This study examines the linear state of the DNA molecule, which coexists with the supercoiled and relaxed states (Travers & Muskhelishvili, 2005). The publications (Dharmadhikari et al., 2014; D’Souza et al., 2011; Baccarelli et al., 2011) considered several potential mechanisms for the transition of a DNA molecule between these states, encompassing transitions facilitated by electrons or intense infrared radiation. Transitions of this nature can arise due to ruptures in either or both strands that constitute the double helical structure of the DNA molecule.

Our task is to study the forces that can arise in the field of an electromagnetic wave when it is resonant.
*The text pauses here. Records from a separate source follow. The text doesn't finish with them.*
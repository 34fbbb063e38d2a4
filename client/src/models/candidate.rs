use chrono::NaiveDate;
use serde::{Deserialize, Serialize};

use crate::error::ApiError;

pub const NAIVE_DATE_FMT: &str = "%Y-%m-%d";

/// One candidate's application form, filled incrementally by the UI.
///
/// Every field is optional and carried as the raw form string; no
/// cross-field rules are enforced at this layer. Unset fields are omitted
/// from the wire form.
#[derive(Debug, Clone, Default, PartialEq, Eq, Serialize, Deserialize)]
#[serde(rename_all = "camelCase")]
pub struct CandidateData {
    #[serde(skip_serializing_if = "Option::is_none")]
    pub name: Option<String>,
    #[serde(skip_serializing_if = "Option::is_none")]
    pub surname: Option<String>,
    #[serde(skip_serializing_if = "Option::is_none")]
    pub birthplace: Option<String>,
    #[serde(skip_serializing_if = "Option::is_none")]
    pub birthdate: Option<String>,
    #[serde(skip_serializing_if = "Option::is_none")]
    pub address: Option<String>,
    #[serde(skip_serializing_if = "Option::is_none")]
    pub telephone: Option<String>,
    #[serde(skip_serializing_if = "Option::is_none")]
    pub citizenship: Option<String>,
    #[serde(skip_serializing_if = "Option::is_none")]
    pub email: Option<String>,
    #[serde(skip_serializing_if = "Option::is_none")]
    pub sex: Option<String>,
    #[serde(skip_serializing_if = "Option::is_none")]
    pub study: Option<String>,
    #[serde(skip_serializing_if = "Option::is_none")]
    pub personal_id_number: Option<String>,
    #[serde(skip_serializing_if = "Option::is_none")]
    pub parent_name: Option<String>,
    #[serde(skip_serializing_if = "Option::is_none")]
    pub parent_surname: Option<String>,
    #[serde(skip_serializing_if = "Option::is_none")]
    pub parent_telephone: Option<String>,
    #[serde(skip_serializing_if = "Option::is_none")]
    pub parent_email: Option<String>,
}

impl CandidateData {
    /// Shallow merge: fields set on `patch` replace the current value,
    /// unset fields leave it untouched.
    pub fn merge(&mut self, patch: CandidateData) {
        if let Some(name) = patch.name {
            self.name = Some(name);
        }
        if let Some(surname) = patch.surname {
            self.surname = Some(surname);
        }
        if let Some(birthplace) = patch.birthplace {
            self.birthplace = Some(birthplace);
        }
        if let Some(birthdate) = patch.birthdate {
            self.birthdate = Some(birthdate);
        }
        if let Some(address) = patch.address {
            self.address = Some(address);
        }
        if let Some(telephone) = patch.telephone {
            self.telephone = Some(telephone);
        }
        if let Some(citizenship) = patch.citizenship {
            self.citizenship = Some(citizenship);
        }
        if let Some(email) = patch.email {
            self.email = Some(email);
        }
        if let Some(sex) = patch.sex {
            self.sex = Some(sex);
        }
        if let Some(study) = patch.study {
            self.study = Some(study);
        }
        if let Some(personal_id_number) = patch.personal_id_number {
            self.personal_id_number = Some(personal_id_number);
        }
        if let Some(parent_name) = patch.parent_name {
            self.parent_name = Some(parent_name);
        }
        if let Some(parent_surname) = patch.parent_surname {
            self.parent_surname = Some(parent_surname);
        }
        if let Some(parent_telephone) = patch.parent_telephone {
            self.parent_telephone = Some(parent_telephone);
        }
        if let Some(parent_email) = patch.parent_email {
            self.parent_email = Some(parent_email);
        }
    }

    /// Whether the fields required for submission are all present.
    pub fn is_filled(&self) -> bool {
        self.name.is_some()
            && self.surname.is_some()
            && self.birthplace.is_some()
            && self.birthdate.is_some()
            && self.address.is_some()
            && self.telephone.is_some()
            && self.citizenship.is_some()
            && self.email.is_some()
            && self.personal_id_number.is_some()
    }

    /// The birthdate form string as a date, if set.
    pub fn parsed_birthdate(&self) -> Result<Option<NaiveDate>, ApiError> {
        match self.birthdate.as_deref() {
            None => Ok(None),
            Some(raw) => NaiveDate::parse_from_str(raw, NAIVE_DATE_FMT)
                .map(Some)
                .map_err(|e| ApiError::wrap(e, "Invalid birthdate")),
        }
    }
}

/// Identifies one candidate in list views.
#[derive(Debug, Clone, PartialEq, Eq, Serialize, Deserialize)]
#[serde(rename_all = "camelCase")]
pub struct CandidatePreview {
    pub application_id: i32,
    pub name: String,
    pub surname: String,
    pub study: String,
}

/// Credentials of an existing candidate.
#[derive(Debug, Clone, PartialEq, Eq, Serialize, Deserialize)]
#[serde(rename_all = "camelCase")]
pub struct CandidateLogin {
    pub application_id: i32,
    pub password: String,
}

/// Registration payload for the admin create endpoint.
#[derive(Debug, Clone, PartialEq, Eq, Serialize, Deserialize)]
#[serde(rename_all = "camelCase")]
pub struct CreateCandidate {
    pub application_id: i32,
    pub personal_id_number: String,
}

/// [`CreateCandidate`] plus the initial password, serialized flat so the
/// wire shape matches the registration endpoint.
#[derive(Debug, Clone, PartialEq, Eq, Serialize, Deserialize)]
#[serde(rename_all = "camelCase")]
pub struct CreateCandidateLogin {
    #[serde(flatten)]
    pub create: CreateCandidate,
    pub password: String,
}
use crate::models::candidate::CandidateData;

use super::{Store, Subscription};

/// Form state for one candidate session.
///
/// Starts empty; form inputs patch it field by field and submission logic
/// reads the merged result. Nothing is persisted, the value lives and dies
/// with the session. Each session constructs its own instance.
pub struct CandidateStore {
    store: Store<CandidateData>,
}

impl CandidateStore {
    pub fn new() -> Self {
        Self {
            store: Store::new(CandidateData::default()),
        }
    }

    pub fn get(&self) -> CandidateData {
        self.store.get()
    }

    pub fn subscribe(&self, callback: impl FnMut(&CandidateData) + 'static) -> Subscription {
        self.store.subscribe(callback)
    }

    pub fn unsubscribe(&self, subscription: Subscription) {
        self.store.unsubscribe(subscription)
    }

    /// Replaces the whole form value.
    pub fn set(&self, data: CandidateData) {
        self.store.set(data)
    }

    /// Applies `f` to the current form value.
    pub fn update(&self, f: impl FnOnce(&mut CandidateData)) {
        self.store.update(f)
    }

    /// Shallow-merges `patch` into the current form value.
    pub fn patch(&self, patch: CandidateData) {
        self.store.update(|data| data.merge(patch));
    }
}

impl Default for CandidateStore {
    fn default() -> Self {
        Self::new()
    }
}

#[cfg(test)]
mod tests {
    use std::cell::RefCell;
    use std::rc::Rc;

    use crate::models::candidate::tests::CANDIDATE_DATA;
    use crate::models::candidate::CandidateData;

    use super::CandidateStore;

    #[test]
    fn test_starts_empty() {
        let store = CandidateStore::new();

        assert_eq!(store.get(), CandidateData::default());
    }

    #[test]
    fn test_patches_shallow_merge_over_the_empty_record() {
        let store = CandidateStore::new();

        store.patch(CandidateData {
            name: Some("Ana".to_string()),
            ..Default::default()
        });
        store.patch(CandidateData {
            surname: Some("Popescu".to_string()),
            ..Default::default()
        });

        let data = store.get();
        assert_eq!(data.name.as_deref(), Some("Ana"));
        assert_eq!(data.surname.as_deref(), Some("Popescu"));
        assert!(data.email.is_none());
    }

    #[test]
    fn test_each_patch_notifies_with_the_merged_value() {
        let store = CandidateStore::new();
        let seen = Rc::new(RefCell::new(Vec::new()));

        let sink = Rc::clone(&seen);
        store.subscribe(move |data| sink.borrow_mut().push(data.clone()));

        store.patch(CandidateData {
            name: Some("Ana".to_string()),
            ..Default::default()
        });
        store.patch(CandidateData {
            surname: Some("Popescu".to_string()),
            ..Default::default()
        });

        let seen = seen.borrow();
        assert_eq!(seen.len(), 2);
        assert_eq!(seen[0].name.as_deref(), Some("Ana"));
        assert!(seen[0].surname.is_none());
        assert_eq!(seen[1].name.as_deref(), Some("Ana"));
        assert_eq!(seen[1].surname.as_deref(), Some("Popescu"));
    }

    #[test]
    fn test_set_replaces_the_whole_value() {
        let store = CandidateStore::new();

        store.set(CANDIDATE_DATA.clone());
        assert!(store.get().is_filled());

        store.set(CandidateData {
            name: Some("Ana".to_string()),
            ..Default::default()
        });
        let data = store.get();
        assert_eq!(data.name.as_deref(), Some("Ana"));
        assert!(data.surname.is_none());
    }

    #[test]
    fn test_update_edits_in_place() {
        let store = CandidateStore::new();

        store.update(|data| data.study = Some("IT".to_string()));

        assert_eq!(store.get().study.as_deref(), Some("IT"));
    }

    #[test]
    fn test_unsubscribed_handler_stops_receiving() {
        let store = CandidateStore::new();
        let seen = Rc::new(RefCell::new(Vec::new()));

        let sink = Rc::clone(&seen);
        let subscription = store.subscribe(move |data: &CandidateData| {
            sink.borrow_mut().push(data.name.clone())
        });

        store.patch(CandidateData {
            name: Some("Ana".to_string()),
            ..Default::default()
        });
        store.unsubscribe(subscription);
        store.patch(CandidateData {
            name: Some("Jana".to_string()),
            ..Default::default()
        });

        assert_eq!(*seen.borrow(), vec![Some("Ana".to_string())]);
    }
}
Such forces can lead to a change in the shape of the double helix, as well as the previously studied effect of electrons and intense infrared radiation (Dharmadhikari et al., 2014; D’Souza et al., 2011; Baccarelli et al., 2011).

2. Theoretical Calculation of Forces in a Double DNA-like Helix in the Field of an Electromagnetic Wave in a Long Wavelength Approximation

The force acting on the electric current element $\mathrm{I}\mathrm{d}\overrightarrow{\mathrm{l}}$ in the second strand in a pair of helices can be calculated as follows

$${d\overrightarrow{F}}_{\left(mag\right)}=\left[Id\overrightarrow{l}\overrightarrow{B}\right],$$

(1)

where the magnetic field induction vector $\overrightarrow{\mathrm{B}}$ is calculated based on the Biot-Savart law and takes into account the magnetic fields created by all elements of the first strand in a pair of helices. A detailed method for calculating these magnetic forces is described in work (Semchenko et al., 2020).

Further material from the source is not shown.